Extending through the municipality, marking the border to the province Halland, is the ridge of Hallandia, or Hallandsåsen. It is one of the highest points in the otherwise flat-terrained Scania, with a height of 226 meters.
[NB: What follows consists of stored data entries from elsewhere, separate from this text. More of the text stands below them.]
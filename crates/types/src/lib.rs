//! Core types module - shared data structures and constants
//!
//! This module defines the fundamental types used throughout the workspace.
//! All types are pure data structures with no external dependencies, making them
//! usable in any context (board engine, AI search, session state machine, advisor protocol).
//!
//! # Board Dimensions
//!
//! Default playfield dimensions (sessions may configure others):
//!
//! - **Width**: 10 columns (indexed 0-9)
//! - **Height**: 20 rows (indexed 0-19, row 0 is the top)
//! - **Spawn position**: horizontally centered at `width / 2 - 2`, two rows above the top
//!
//! # Timing
//!
//! The session is ticked once per gravity interval. The interval is derived from the
//! configured level:
//!
//! | Level | Interval |
//! |-------|----------|
//! | 1 | 700ms |
//! | 2 | 650ms |
//! | 6 | 450ms |
//! | 10+ | 250ms |
//!
//! # Examples
//!
//! ```
//! use tetris_ai_types::{GameAction, PieceKind, Rotation, BOARD_HEIGHT, BOARD_WIDTH};
//!
//! let piece = PieceKind::T;
//! assert_eq!(piece.color_id(), 3);
//! assert_eq!(PieceKind::from_color_id(3), Some(PieceKind::T));
//!
//! let rotated = Rotation::North.rotate_cw();
//! assert_eq!(rotated, Rotation::East);
//! assert_eq!(rotated.index(), 1);
//!
//! assert_eq!(GameAction::HardDrop.as_str(), "hardDrop");
//!
//! assert_eq!(BOARD_WIDTH, 10);
//! assert_eq!(BOARD_HEIGHT, 20);
//! ```

/// Default board width in cells (10 columns)
pub const BOARD_WIDTH: u16 = 10;

/// Default board height in cells (20 rows)
pub const BOARD_HEIGHT: u16 = 20;

/// Smallest width or height a board may be constructed with
pub const MIN_BOARD_DIM: u16 = 4;

/// Row at which new pieces spawn (two rows above the visible top)
pub const SPAWN_Y: i32 = -2;

/// Row at which the AI search starts its trial pieces
pub const SEARCH_START_Y: i32 = -4;

/// Lowest row a searched placement may land at and still count as entering the board
pub const SEARCH_MIN_LANDING_Y: i32 = -3;

/// Gravity interval at level 1 (700ms per row)
pub const BASE_DROP_MS: u32 = 700;

/// Gravity speed-up per level (50ms)
pub const DROP_STEP_MS: u32 = 50;

/// Lowest configurable level
pub const MIN_LEVEL: u32 = 1;

/// Highest level that still speeds up gravity
pub const MAX_LEVEL: u32 = 10;

/// Level used when none is configured
pub const DEFAULT_LEVEL: u32 = 6;

/// From this level on, automated players act at their fast cadence
pub const FAST_CADENCE_LEVEL: u32 = 8;

/// Ticks between AI intents at normal and fast cadence
pub const AI_TICKS_NORMAL: u32 = 2;
pub const AI_TICKS_FAST: u32 = 1;

/// Ticks between advisor-driven intents at normal and fast cadence
pub const EXTERNAL_TICKS_NORMAL: u32 = 3;
pub const EXTERNAL_TICKS_FAST: u32 = 2;

/// Line clear scoring table
///
/// Base points for clearing N lines at level 1:
/// - 0 lines: 0 points
/// - 1 line: 100 points
/// - 2 lines: 300 points
/// - 3 lines: 600 points
/// - 4 lines: 1000 points
///
/// Points are multiplied by the level.
pub const LINE_SCORES: [u32; 5] = [0, 100, 300, 600, 1000];

/// A cell on the game grid
///
/// - `0`: Empty cell
/// - `1..=7`: Cell filled by a locked piece, holding that piece's color tag
pub type Cell = u8;

/// The empty cell value
pub const EMPTY: Cell = 0;

/// The seven tetromino piece kinds
///
/// Each piece has a distinct shape and color tag:
/// - **I** (1): horizontal bar
/// - **O** (2): 2x2 square
/// - **T** (3): T-shaped
/// - **S** (4): S-shaped
/// - **Z** (5): Z-shaped (mirror of S)
/// - **J** (6): J-shaped
/// - **L** (7): L-shaped (mirror of J)
#[derive(Debug, Clone, Copy, PartialEq, Eq, Hash)]
pub enum PieceKind {
    I,
    O,
    T,
    S,
    Z,
    J,
    L,
}

impl PieceKind {
    /// Every kind, in catalog (color tag) order
    pub const ALL: [PieceKind; 7] = [
        PieceKind::I,
        PieceKind::O,
        PieceKind::T,
        PieceKind::S,
        PieceKind::Z,
        PieceKind::J,
        PieceKind::L,
    ];

    /// Position of this kind in [`PieceKind::ALL`]
    pub const fn index(self) -> usize {
        match self {
            PieceKind::I => 0,
            PieceKind::O => 1,
            PieceKind::T => 2,
            PieceKind::S => 3,
            PieceKind::Z => 4,
            PieceKind::J => 5,
            PieceKind::L => 6,
        }
    }

    /// Color/identity tag written into the grid when this kind locks (1..=7)
    pub const fn color_id(self) -> Cell {
        self.index() as Cell + 1
    }

    /// Reverse of [`PieceKind::color_id`]
    ///
    /// # Examples
    ///
    /// ```
    /// use tetris_ai_types::PieceKind;
    ///
    /// assert_eq!(PieceKind::from_color_id(1), Some(PieceKind::I));
    /// assert_eq!(PieceKind::from_color_id(7), Some(PieceKind::L));
    /// assert_eq!(PieceKind::from_color_id(0), None);
    /// assert_eq!(PieceKind::from_color_id(8), None);
    /// ```
    pub fn from_color_id(id: Cell) -> Option<Self> {
        match id {
            1..=7 => Some(Self::ALL[(id - 1) as usize]),
            _ => None,
        }
    }

    /// Number of distinct rotation states worth searching
    ///
    /// The square looks the same in every rotation, and the line, S and Z
    /// pieces repeat after a half turn.
    pub const fn max_rotations(self) -> u8 {
        match self {
            PieceKind::O => 1,
            PieceKind::I | PieceKind::S | PieceKind::Z => 2,
            PieceKind::T | PieceKind::J | PieceKind::L => 4,
        }
    }

    /// Convert to lowercase string representation
    pub fn as_str(&self) -> &'static str {
        match self {
            PieceKind::I => "i",
            PieceKind::O => "o",
            PieceKind::T => "t",
            PieceKind::S => "s",
            PieceKind::Z => "z",
            PieceKind::J => "j",
            PieceKind::L => "l",
        }
    }
}

/// Rotation states
///
/// - **North**: Spawn orientation (index 0)
/// - **East**: Rotated 90° clockwise (index 1)
/// - **South**: Rotated 180° (index 2)
/// - **West**: Rotated 270° clockwise (index 3)
///
/// The rotation cycle goes: North → East → South → West → North
#[derive(Debug, Clone, Copy, PartialEq, Eq, Hash)]
pub enum Rotation {
    North,
    East,
    South,
    West,
}

impl Rotation {
    pub const ALL: [Rotation; 4] = [
        Rotation::North,
        Rotation::East,
        Rotation::South,
        Rotation::West,
    ];

    /// Rotation index (0..=3)
    pub const fn index(self) -> usize {
        match self {
            Rotation::North => 0,
            Rotation::East => 1,
            Rotation::South => 2,
            Rotation::West => 3,
        }
    }

    /// Rotation for an index, wrapping modulo 4
    ///
    /// # Examples
    ///
    /// ```
    /// use tetris_ai_types::Rotation;
    ///
    /// assert_eq!(Rotation::from_index(0), Rotation::North);
    /// assert_eq!(Rotation::from_index(3), Rotation::West);
    /// assert_eq!(Rotation::from_index(5), Rotation::East);
    /// ```
    pub const fn from_index(index: usize) -> Self {
        Self::ALL[index % 4]
    }

    /// Rotate clockwise (90°)
    ///
    /// # Examples
    ///
    /// ```
    /// use tetris_ai_types::Rotation;
    ///
    /// assert_eq!(Rotation::North.rotate_cw(), Rotation::East);
    /// assert_eq!(Rotation::East.rotate_cw(), Rotation::South);
    /// assert_eq!(Rotation::South.rotate_cw(), Rotation::West);
    /// assert_eq!(Rotation::West.rotate_cw(), Rotation::North);
    /// ```
    pub const fn rotate_cw(self) -> Self {
        Self::from_index(self.index() + 1)
    }
}

/// Intents accepted by a session
///
/// These are used by human input, the local AI and the external advisor alike.
#[derive(Debug, Clone, Copy, PartialEq, Eq)]
pub enum GameAction {
    /// Move piece one cell left
    MoveLeft,
    /// Move piece one cell right
    MoveRight,
    /// Rotate piece 90° clockwise (no wall kicks)
    RotateCw,
    /// Drop piece one cell down
    SoftDrop,
    /// Drop piece to its landing row, then lock it
    HardDrop,
}

impl GameAction {
    /// Convert to camelCase string for logs
    pub fn as_str(&self) -> &'static str {
        match self {
            GameAction::MoveLeft => "moveLeft",
            GameAction::MoveRight => "moveRight",
            GameAction::RotateCw => "rotateCw",
            GameAction::SoftDrop => "softDrop",
            GameAction::HardDrop => "hardDrop",
        }
    }
}

/// Who controls a session
#[derive(Debug, Clone, Copy, PartialEq, Eq, Hash, Default)]
pub enum PlayerType {
    #[default]
    Human,
    Ai,
    External,
}

impl PlayerType {
    /// Parse player type from string (case-insensitive)
    ///
    /// # Examples
    ///
    /// ```
    /// use tetris_ai_types::PlayerType;
    ///
    /// assert_eq!(PlayerType::from_str("AI"), Some(PlayerType::Ai));
    /// assert_eq!(PlayerType::from_str("human"), Some(PlayerType::Human));
    /// assert_eq!(PlayerType::from_str("external"), Some(PlayerType::External));
    /// assert_eq!(PlayerType::from_str("robot"), None);
    /// ```
    pub fn from_str(s: &str) -> Option<Self> {
        match s.trim().to_lowercase().as_str() {
            "human" => Some(PlayerType::Human),
            "ai" => Some(PlayerType::Ai),
            "external" | "server" => Some(PlayerType::External),
            _ => None,
        }
    }

    pub fn as_str(&self) -> &'static str {
        match self {
            PlayerType::Human => "human",
            PlayerType::Ai => "ai",
            PlayerType::External => "external",
        }
    }
}

/// UI-facing session state tag
///
/// AI and advisor-driven play both report [`UiState::Playing`].
#[derive(Debug, Clone, Copy, PartialEq, Eq, Hash)]
pub enum UiState {
    Playing,
    Paused,
    GameOver,
}

impl UiState {
    pub fn as_str(&self) -> &'static str {
        match self {
            UiState::Playing => "playing",
            UiState::Paused => "paused",
            UiState::GameOver => "game_over",
        }
    }
}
The ridge reached the public eye in 1997, when the construction of the Hallandsås Tunnel through the ridge caused fishes in the streams to die and cows grazing on the ridge to become paralyzed due to the poisonous substance acrylamide used by the digging company to counteract the high level of groundwater in the ridge.